The documentation mentions this affects only certain transcendental functions, but looking at the disassembly, this seems to affect everyone of them.
Edit: stepping into every function reveals that they're all available in SSE2 except for the following:
fmod
sinh
cosh
tanh
sqrt
Sqrt is the biggest offender, but it's trivial to implement in SSE2 using intrinsics. For the others, there's no simple solution except perhaps using a third-party library, but I can probably do without.
Why not use your own library instead of the C runtime? This would provide an even stronger guarantee of consistency across computers (presumably the C runtime is provided as a DLL and might change slightly in time).
I would recommend CRlibm.
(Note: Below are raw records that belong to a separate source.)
//! Gateway configuration
//!
//! Loaded from TOML. Older deployments carry a single `apiUrl` combining the
//! endpoint, the storage account and an optional subfolder, e.g.
//! `https://storage.example.net/my-zone/media`. That form is decomposed once,
//! in [`GatewayConfig::resolve`], never per call.

use crate::error::{GatewayError, Result};
use regex::Regex;
use serde::{Deserialize, Serialize};
use std::fmt;
use std::path::{Path, PathBuf};
use std::time::Duration;

/// Default bound on a single mirror operation
pub const DEFAULT_MIRROR_TIMEOUT_MS: u64 = 5_000;

const LEGACY_URL_PATTERN: &str = r"^(?P<scheme>[A-Za-z][A-Za-z0-9+.-]*)://(?P<host>[^/?#]+)(?P<path>/[^?#]*)?$";

/// Recognized configuration options
///
/// # Examples
///
/// ```
/// use storage_gateway::GatewayConfig;
///
/// let config = GatewayConfig::from_toml_str(r#"
///     apiUrl = "https://storage.example.net/my-zone/media"
///     apiKey = "secret"
///     useGarbage = true
/// "#).unwrap();
///
/// let resolved = config.resolve().unwrap();
/// assert_eq!(resolved.credentials.endpoint, "https://storage.example.net");
/// assert_eq!(resolved.credentials.storage_account_id, "my-zone");
/// assert_eq!(resolved.subfolder, "media");
/// assert!(resolved.use_garbage);
/// ```
#[derive(Clone, Serialize, Deserialize)]
#[serde(default)]
pub struct GatewayConfig {
    /// Store endpoint, e.g. "https://storage.example.net"
    pub endpoint: String,

    /// Storage account (zone) name, used as the access key id
    #[serde(alias = "storageName")]
    pub storage_account_id: String,

    /// Secret access key
    #[serde(alias = "apiKey")]
    pub access_key: String,

    /// Subfolder prefixed to every logical path
    pub subfolder: String,

    /// Keep dated copies of objects before they are overwritten or deleted
    #[serde(alias = "useGarbage")]
    pub use_garbage: bool,

    /// Report deletes as successful without touching the store
    #[serde(alias = "neverDelete")]
    pub never_delete: bool,

    /// Directory mirrored with every write and delete
    #[serde(alias = "replicationRoot", skip_serializing_if = "Option::is_none")]
    pub replication_root: Option<PathBuf>,

    /// Legacy combined endpoint/account/subfolder URL
    #[serde(alias = "apiUrl", skip_serializing_if = "Option::is_none")]
    pub api_url: Option<String>,

    /// Upper bound for one mirror operation, in milliseconds
    #[serde(alias = "mirrorTimeoutMs")]
    pub mirror_timeout_ms: u64,
}

impl Default for GatewayConfig {
    fn default() -> Self {
        GatewayConfig {
            endpoint: String::new(),
            storage_account_id: String::new(),
            access_key: String::new(),
            subfolder: String::new(),
            use_garbage: false,
            never_delete: false,
            replication_root: None,
            api_url: None,
            mirror_timeout_ms: DEFAULT_MIRROR_TIMEOUT_MS,
        }
    }
}

impl fmt::Debug for GatewayConfig {
    fn fmt(&self, f: &mut fmt::Formatter<'_>) -> fmt::Result {
        f.debug_struct("GatewayConfig")
            .field("endpoint", &self.endpoint)
            .field("storage_account_id", &self.storage_account_id)
            .field("access_key", &"<redacted>")
            .field("subfolder", &self.subfolder)
            .field("use_garbage", &self.use_garbage)
            .field("never_delete", &self.never_delete)
            .field("replication_root", &self.replication_root)
            .field("api_url", &self.api_url)
            .field("mirror_timeout_ms", &self.mirror_timeout_ms)
            .finish()
    }
}

impl GatewayConfig {
    /// Parse a TOML document
    pub fn from_toml_str(s: &str) -> Result<Self> {
        Ok(toml::from_str(s)?)
    }

    /// Read and parse a TOML file
    pub fn from_file(path: impl AsRef<Path>) -> Result<Self> {
        let raw = std::fs::read_to_string(path)?;
        Self::from_toml_str(&raw)
    }

    /// Validate and decompose the legacy URL form
    pub fn resolve(&self) -> Result<ResolvedConfig> {
        let mut credentials = StoreCredentials {
            endpoint: self.endpoint.trim_end_matches('/').to_string(),
            storage_account_id: self.storage_account_id.clone(),
            access_key: self.access_key.clone(),
        };
        let mut subfolder = self.subfolder.clone();

        if let Some(api_url) = &self.api_url {
            let legacy = decompose_legacy_url(api_url)?;
            credentials.endpoint = legacy.endpoint;
            credentials.storage_account_id = legacy.storage_account_id;
            if let Some(sub) = legacy.subfolder {
                subfolder = sub;
            }
        }

        if self.mirror_timeout_ms == 0 {
            return Err(GatewayError::InvalidConfig(
                "mirror_timeout_ms must be greater than zero".to_string(),
            ));
        }

        if let Some(root) = &self.replication_root {
            if root.as_os_str().is_empty() {
                return Err(GatewayError::InvalidConfig(
                    "replication_root cannot be empty".to_string(),
                ));
            }
        }

        Ok(ResolvedConfig {
            credentials,
            subfolder,
            use_garbage: self.use_garbage,
            never_delete: self.never_delete,
            replication_root: self.replication_root.clone(),
            mirror_timeout: Duration::from_millis(self.mirror_timeout_ms),
        })
    }
}

/// Credentials handed to whatever builds the store transport
#[derive(Clone, Default, PartialEq, Eq)]
pub struct StoreCredentials {
    pub endpoint: String,
    pub storage_account_id: String,
    pub access_key: String,
}

impl fmt::Debug for StoreCredentials {
    fn fmt(&self, f: &mut fmt::Formatter<'_>) -> fmt::Result {
        f.debug_struct("StoreCredentials")
            .field("endpoint", &self.endpoint)
            .field("storage_account_id", &self.storage_account_id)
            .field("access_key", &"<redacted>")
            .finish()
    }
}

/// Configuration after legacy decomposition and validation
#[derive(Debug, Clone)]
pub struct ResolvedConfig {
    pub credentials: StoreCredentials,
    pub subfolder: String,
    pub use_garbage: bool,
    pub never_delete: bool,
    pub replication_root: Option<PathBuf>,
    pub mirror_timeout: Duration,
}

impl ResolvedConfig {
    pub fn credentials(&self) -> &StoreCredentials {
        &self.credentials
    }
}

impl Default for ResolvedConfig {
    fn default() -> Self {
        ResolvedConfig {
            credentials: StoreCredentials::default(),
            subfolder: String::new(),
            use_garbage: false,
            never_delete: false,
            replication_root: None,
            mirror_timeout: Duration::from_millis(DEFAULT_MIRROR_TIMEOUT_MS),
        }
    }
}

#[derive(Debug, PartialEq, Eq)]
struct LegacyParts {
    endpoint: String,
    storage_account_id: String,
    subfolder: Option<String>,
}

/// Split `scheme://host/<account>[/<sub>...]`
fn decompose_legacy_url(url: &str) -> Result<LegacyParts> {
    let re = Regex::new(LEGACY_URL_PATTERN)
        .map_err(|e| GatewayError::InvalidConfig(format!("legacy url pattern: {}", e)))?;
    let caps = re
        .captures(url.trim())
        .ok_or_else(|| GatewayError::InvalidConfig(format!("malformed apiUrl '{}'", url)))?;

    let endpoint = format!("{}://{}", &caps["scheme"], &caps["host"]);
    let segments: Vec<&str> = caps
        .name("path")
        .map(|m| m.as_str().split('/').filter(|s| !s.is_empty()).collect())
        .unwrap_or_default();

    let (account, rest) = segments.split_first().ok_or_else(|| {
        GatewayError::InvalidConfig(format!("apiUrl '{}' names no storage account", url))
    })?;

    Ok(LegacyParts {
        endpoint,
        storage_account_id: account.to_string(),
        subfolder: (!rest.is_empty()).then(|| rest.join("/")),
    })
}

#[cfg(test)]
mod tests {
    use super::*;

    #[test]
    fn test_defaults() {
        let config = GatewayConfig::from_toml_str("").unwrap();
        assert_eq!(config.mirror_timeout_ms, DEFAULT_MIRROR_TIMEOUT_MS);
        assert!(!config.use_garbage);
        assert!(!config.never_delete);
        assert!(config.replication_root.is_none());

        let resolved = config.resolve().unwrap();
        assert_eq!(resolved.subfolder, "");
        assert_eq!(resolved.mirror_timeout, Duration::from_secs(5));
    }

    #[test]
    fn test_snake_case_and_aliases() {
        let config = GatewayConfig::from_toml_str(
            r#"
            endpoint = "https://storage.example.net/"
            storageName = "zone"
            access_key = "k"
            subfolder = "media"
            neverDelete = true
            replicationRoot = "/var/mirror"
            "#,
        )
        .unwrap();
        let resolved = config.resolve().unwrap();
        assert_eq!(resolved.credentials.endpoint, "https://storage.example.net");
        assert_eq!(resolved.credentials.storage_account_id, "zone");
        assert_eq!(resolved.subfolder, "media");
        assert!(resolved.never_delete);
        assert_eq!(resolved.replication_root, Some(PathBuf::from("/var/mirror")));
    }

    #[test]
    fn test_legacy_url_account_only_keeps_subfolder() {
        let config = GatewayConfig {
            api_url: Some("https://storage.example.net/zone/".to_string()),
            subfolder: "keep".to_string(),
            ..GatewayConfig::default()
        };
        let resolved = config.resolve().unwrap();
        assert_eq!(resolved.credentials.endpoint, "https://storage.example.net");
        assert_eq!(resolved.credentials.storage_account_id, "zone");
        assert_eq!(resolved.subfolder, "keep");
    }

    #[test]
    fn test_legacy_url_with_nested_subfolder() {
        let parts = decompose_legacy_url("http://host:8080//zone/a/b/").unwrap();
        assert_eq!(
            parts,
            LegacyParts {
                endpoint: "http://host:8080".to_string(),
                storage_account_id: "zone".to_string(),
                subfolder: Some("a/b".to_string()),
            }
        );
    }

    #[test]
    fn test_legacy_url_rejected() {
        assert!(decompose_legacy_url("not a url").is_err());
        assert!(decompose_legacy_url("https://host").is_err());
        assert!(decompose_legacy_url("https://host/").is_err());
    }

    #[test]
    fn test_zero_timeout_rejected() {
        let config = GatewayConfig::from_toml_str("mirror_timeout_ms = 0").unwrap();
        assert!(matches!(
            config.resolve(),
            Err(GatewayError::InvalidConfig(_))
        ));
    }

    #[test]
    fn test_debug_redacts_access_key() {
        let config = GatewayConfig::from_toml_str(r#"access_key = "hunter2""#).unwrap();
        assert!(!format!("{:?}", config).contains("hunter2"));
        let resolved = config.resolve().unwrap();
        assert!(!format!("{:?}", resolved).contains("hunter2"));
    }
}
If you are already targeting SSE2, and as long as you did not intend to change the FPU's rounding mode, you are in the ideal conditions to use it, and you won't find a more accurate implementation.
The short answer is that you can't tell IN YOUR CODE for certain what the library will do, unless you are also involving library-implementation specific details. These would make the code completely unportable - even two different builds of the same compiler may change the internals of the library.
Of course, if portability isn't an issue, then using extern <type> ___use_sse2_mathfcns; and checking if it's the true would clearly work.
I expect that if the processor has SSE2 and you are using a modern enough library, it would use SSE2 wherever possible. But to say that for certain is a different matter.
If this is critical for your code, then implement your own transcendental functions and use those - that's the only way to guarantee the same result. Or, use some suitable inline assembler (or transcendental) code to calculate selected sin, cos, etc values, and compare those with the sin() and cos() functions provided by the library.